Posted Aug 25 2008 3:17pm
I wasn't too worried about my computer giving out on me right at the start of the new year, other than the wince that comes along with having bad luck the first week (you know that myth saying your first few days of 2008 reflect how your year will go? Let's really hope myth is the key word there...), since typically not much happens in the news. So if I have to be offline, it's a good time to be offline.



So naturally, science and the news goes and proves me wrong. The first time I sit down with the computer and pull up the news, literally the first thing I see is amazing:
For the first time, a UCLA study shows that the central nervous system can reorganize itself and follow new pathways to restore the cellular communication required for movement. The discovery could lead to new therapies for the estimated 250,000 Americans who suffer from traumatic spinal cord injuries...



"Imagine the long nerve fibers that run between the cells in the brain and lower spinal cord as major freeways," explained Dr. Michael Sofroniew, lead author and professor of neurobiology at the David Geffen School of Medicine at UCLA. "When there's a traffic accident on the freeway, what do drivers do? They take shorter surface streets. These detours aren't as fast or direct, but still allow drivers to reach their destination.

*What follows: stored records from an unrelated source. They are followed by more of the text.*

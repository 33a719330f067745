//! Process-wide lease registry for the shared connection
//!
//! The registry is the sole owner of the shared connection and the chain of
//! outstanding leases. All chain and connection mutations are serialized
//! through one `std::sync::Mutex` (the monitor), which is never held across
//! an await point; open and close I/O is serialized separately through an
//! async gate so the monitor stays cheap.

use std::sync::{Arc, Mutex};

use tokio::sync::mpsc;
use tracing::{debug, info, warn};

use super::chain::{LeaseChain, LeaseCore, LeaseState};
use super::closer::{IdleCloser, IdleCommand};
use super::lease::Lease;
use crate::config::{ConnectConfig, IdleConfig};
use crate::error::LeaseError;
use crate::supplier::ConnectionSupplier;

/// Monitor-protected registry state
pub(crate) struct RegistryState<C> {
    /// The single live connection, or absent
    pub(crate) conn: Option<Arc<C>>,
    /// Incremented each time a connection is opened
    pub(crate) generation: u64,
    /// Currently open leases, oldest first
    pub(crate) chain: LeaseChain<C>,
    next_lease_id: u64,
}

pub(crate) type SharedState<C> = Arc<Mutex<RegistryState<C>>>;

/// Registry handing out leases to a single lazily-opened shared connection
///
/// Cloning is cheap and every clone refers to the same underlying state.
/// Construct one registry at startup with [`create_lease_system`] and pass
/// it to every call site; there are no global statics.
pub struct LeaseRegistry<S: ConnectionSupplier> {
    supplier: Arc<S>,
    connect: ConnectConfig,
    idle: IdleConfig,
    state: SharedState<S::Conn>,
    io_gate: Arc<tokio::sync::Mutex<()>>,
    idle_tx: mpsc::UnboundedSender<IdleCommand>,
}

impl<S: ConnectionSupplier> Clone for LeaseRegistry<S> {
    fn clone(&self) -> Self {
        Self {
            supplier: Arc::clone(&self.supplier),
            connect: self.connect.clone(),
            idle: self.idle.clone(),
            state: Arc::clone(&self.state),
            io_gate: Arc::clone(&self.io_gate),
            idle_tx: self.idle_tx.clone(),
        }
    }
}

impl<S: ConnectionSupplier> LeaseRegistry<S> {
    /// Acquire a lease on the shared connection
    ///
    /// Opens the connection if it is currently absent; otherwise attaches
    /// to the live one. The open completes before the lease is handed out,
    /// and at most one open is in flight at a time. Open failures surface
    /// as [`LeaseError::ResourceUnavailable`] and leave the registry
    /// untouched.
    pub async fn acquire(&self) -> Result<Lease<S::Conn>, LeaseError> {
        // Fast path: attach to the live connection.
        if let Some(lease) = self.try_attach() {
            return Ok(lease);
        }

        // Slow path: serialize the open through the I/O gate, then
        // re-check in case another caller opened while we waited.
        let _gate = self.io_gate.lock().await;
        if let Some(lease) = self.try_attach() {
            return Ok(lease);
        }

        debug!(url = %self.connect.url, driver = %self.connect.driver, "opening shared connection");
        let conn = self
            .supplier
            .open(&self.connect)
            .await
            .map_err(|reason| LeaseError::ResourceUnavailable { reason })?;
        let conn = Arc::new(conn);

        let mut state = self.state.lock().unwrap();
        state.generation += 1;
        state.conn = Some(Arc::clone(&conn));
        info!(generation = state.generation, "shared connection opened");

        Ok(self.attach_locked(&mut state, conn))
    }

    /// Abrupt synchronous shutdown, overriding the grace period
    ///
    /// Revokes every outstanding lease (their later `release()` calls
    /// become no-ops), disarms the idle closer, and closes the connection
    /// if one is open. Close failures are logged, never propagated; from
    /// the caller's point of view this always succeeds.
    pub async fn force_close(&self) {
        // Holding the gate first means an in-flight open finishes and is
        // then torn down here rather than surviving the force close.
        let _gate = self.io_gate.lock().await;

        let conn = {
            let mut state = self.state.lock().unwrap();
            let revoked = state.chain.drain();
            for core in &revoked {
                core.set_state(LeaseState::Revoked);
            }
            if !revoked.is_empty() {
                warn!(
                    revoked = revoked.len(),
                    generation = state.generation,
                    "force close revoked outstanding leases"
                );
            }
            state.conn.take()
        };

        let _ = self.idle_tx.send(IdleCommand::Cancel);

        if let Some(conn) = conn {
            info!("force closing shared connection");
            if let Err(error) = self.supplier.close(conn).await {
                warn!(error = ?error, "failed to close shared connection during force close");
            }
        }
    }

    /// Number of currently outstanding leases
    pub fn lease_count(&self) -> usize {
        self.state.lock().unwrap().chain.len()
    }

    /// Whether a shared connection is currently open
    pub fn is_open(&self) -> bool {
        self.state.lock().unwrap().conn.is_some()
    }

    /// Generation of the current connection (increments per open)
    pub fn generation(&self) -> u64 {
        self.state.lock().unwrap().generation
    }

    /// Attach a lease to the live connection, if there is one
    fn try_attach(&self) -> Option<Lease<S::Conn>> {
        let mut state = self.state.lock().unwrap();
        let conn = state.conn.clone()?;
        Some(self.attach_locked(&mut state, conn))
    }

    fn attach_locked(
        &self,
        state: &mut RegistryState<S::Conn>,
        conn: Arc<S::Conn>,
    ) -> Lease<S::Conn> {
        let id = state.next_lease_id;
        state.next_lease_id += 1;

        let core = Arc::new(LeaseCore::new(id, state.generation, conn));
        state.chain.push(Arc::clone(&core));
        debug!(
            lease_id = id,
            generation = state.generation,
            outstanding = state.chain.len(),
            "lease acquired"
        );

        Lease::new(
            core,
            Arc::clone(&self.state),
            self.idle_tx.clone(),
            self.idle.grace,
        )
    }
}

/// Create a registry and its idle closer pair
///
/// The caller spawns the closer (`tokio::spawn(closer.run())`); it exits on
/// its own once the registry and every lease have been dropped, closing any
/// connection still open.
pub fn create_lease_system<S: ConnectionSupplier>(
    supplier: S,
    connect: ConnectConfig,
    idle: IdleConfig,
) -> (LeaseRegistry<S>, IdleCloser<S>) {
    let supplier = Arc::new(supplier);
    let state: SharedState<S::Conn> = Arc::new(Mutex::new(RegistryState {
        conn: None,
        generation: 0,
        chain: LeaseChain::new(),
        next_lease_id: 1,
    }));
    let io_gate = Arc::new(tokio::sync::Mutex::new(()));
    let (idle_tx, idle_rx) = mpsc::unbounded_channel();

    let registry = LeaseRegistry {
        supplier: Arc::clone(&supplier),
        connect,
        idle,
        state: Arc::clone(&state),
        io_gate: Arc::clone(&io_gate),
        idle_tx,
    };
    let closer = IdleCloser::new(idle_rx, state, io_gate, supplier);

    (registry, closer)
}

#[cfg(test)]
mod tests {
    use super::*;
    use crate::testing::{test_connect_config, MockSupplier};

    fn registry_without_closer() -> (LeaseRegistry<MockSupplier>, MockSupplier) {
        let supplier = MockSupplier::new();
        let (registry, _closer) =
            create_lease_system(supplier.clone(), test_connect_config(), IdleConfig::default());
        (registry, supplier)
    }

    #[tokio::test]
    async fn test_acquire_opens_once_and_shares() {
        let (registry, supplier) = registry_without_closer();
        assert!(!registry.is_open());

        let l1 = registry.acquire().await.unwrap();
        let l2 = registry.acquire().await.unwrap();

        assert_eq!(supplier.open_count(), 1);
        assert_eq!(registry.lease_count(), 2);
        assert_eq!(registry.generation(), 1);
        assert_eq!(l1.conn().unwrap().serial, l2.conn().unwrap().serial);

        l1.release().unwrap();
        l2.release().unwrap();
        assert_eq!(registry.lease_count(), 0);
        // Teardown is the closer's job; the connection stays for now.
        assert!(registry.is_open());
    }

    #[tokio::test]
    async fn test_open_failure_creates_no_lease() {
        let (registry, supplier) = registry_without_closer();
        supplier.fail_next_open();

        let err = registry.acquire().await.unwrap_err();
        assert!(err.is_unavailable());
        assert_eq!(registry.lease_count(), 0);
        assert!(!registry.is_open());

        // Next acquire succeeds.
        let lease = registry.acquire().await.unwrap();
        assert_eq!(supplier.open_count(), 1);
        lease.release().unwrap();
    }

    #[tokio::test]
    async fn test_double_release_raises() {
        let (registry, _supplier) = registry_without_closer();
        let l1 = registry.acquire().await.unwrap();
        let l2 = registry.acquire().await.unwrap();

        l1.release().unwrap();
        let err = l1.release().unwrap_err();
        assert!(matches!(err, LeaseError::AlreadyReleased { lease_id } if lease_id == l1.id()));

        // The other lease is unaffected.
        assert_eq!(registry.lease_count(), 1);
        assert!(l2.conn().is_ok());
        l2.release().unwrap();
    }

    #[tokio::test]
    async fn test_use_after_release_fails() {
        let (registry, _supplier) = registry_without_closer();
        let lease = registry.acquire().await.unwrap();
        assert!(lease.is_open());

        lease.release().unwrap();
        assert!(!lease.is_open());
        let err = lease.conn().unwrap_err();
        assert!(matches!(err, LeaseError::UseAfterRelease { .. }));
    }

    #[tokio::test]
    async fn test_force_close_revokes_and_tolerates_release() {
        let (registry, supplier) = registry_without_closer();
        let l1 = registry.acquire().await.unwrap();
        let l2 = registry.acquire().await.unwrap();

        registry.force_close().await;
        assert!(!registry.is_open());
        assert_eq!(registry.lease_count(), 0);
        assert_eq!(supplier.close_count(), 1);

        // Revoked handles fail, but releasing them is a silent no-op.
        assert!(l1.conn().is_err());
        l1.release().unwrap();
        l1.release().unwrap();
        l2.release().unwrap();

        // A later acquire opens a fresh connection.
        let l3 = registry.acquire().await.unwrap();
        assert_eq!(supplier.open_count(), 2);
        assert_eq!(l3.generation(), 2);
        l3.release().unwrap();
    }

    #[tokio::test]
    async fn test_force_close_swallows_close_failure() {
        let (registry, supplier) = registry_without_closer();
        let lease = registry.acquire().await.unwrap();

        supplier.fail_next_close();
        registry.force_close().await;
        assert!(!registry.is_open());
        assert_eq!(supplier.close_count(), 1);
        lease.release().unwrap();
    }

    #[tokio::test]
    async fn test_force_close_without_connection_is_noop() {
        let (registry, supplier) = registry_without_closer();
        registry.force_close().await;
        assert_eq!(supplier.close_count(), 0);
    }

    #[tokio::test]
    async fn test_drop_releases_open_lease() {
        let (registry, _supplier) = registry_without_closer();
        {
            let _lease = registry.acquire().await.unwrap();
            assert_eq!(registry.lease_count(), 1);
        }
        assert_eq!(registry.lease_count(), 0);
    }

    #[tokio::test]
    async fn test_concurrent_acquire_single_open() {
        let supplier = MockSupplier::new();
        supplier.set_open_delay_ms(10);
        let (registry, _closer) =
            create_lease_system(supplier.clone(), test_connect_config(), IdleConfig::default());

        let mut handles = Vec::new();
        for _ in 0..8 {
            let registry = registry.clone();
            handles.push(tokio::spawn(async move {
                registry.acquire().await.unwrap()
            }));
        }

        let mut leases = Vec::new();
        for handle in handles {
            leases.push(handle.await.unwrap());
        }

        assert_eq!(supplier.open_count(), 1);
        assert_eq!(registry.lease_count(), 8);
        for lease in &leases {
            lease.release().unwrap();
        }
    }
}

"We saw something similar in our research," he added. "When spinal cord damage blocked direct signals from the brain, under certain conditions the messages were able to make detours around the injury."
It's just a first step; from here, scientists have to actually figure out how to convince nerves to grow around the injured site. So no, tomorrow morning, people with spinal damage won't be able to get up and walk - but, to borrow language from my software days, the proof of concept is there.



I haven't read the Nature article yet, but I also have to wonder what sort of application this might have for other nervous system injuries (especially people who suffer from chronic pain due to problems with their nervous systems).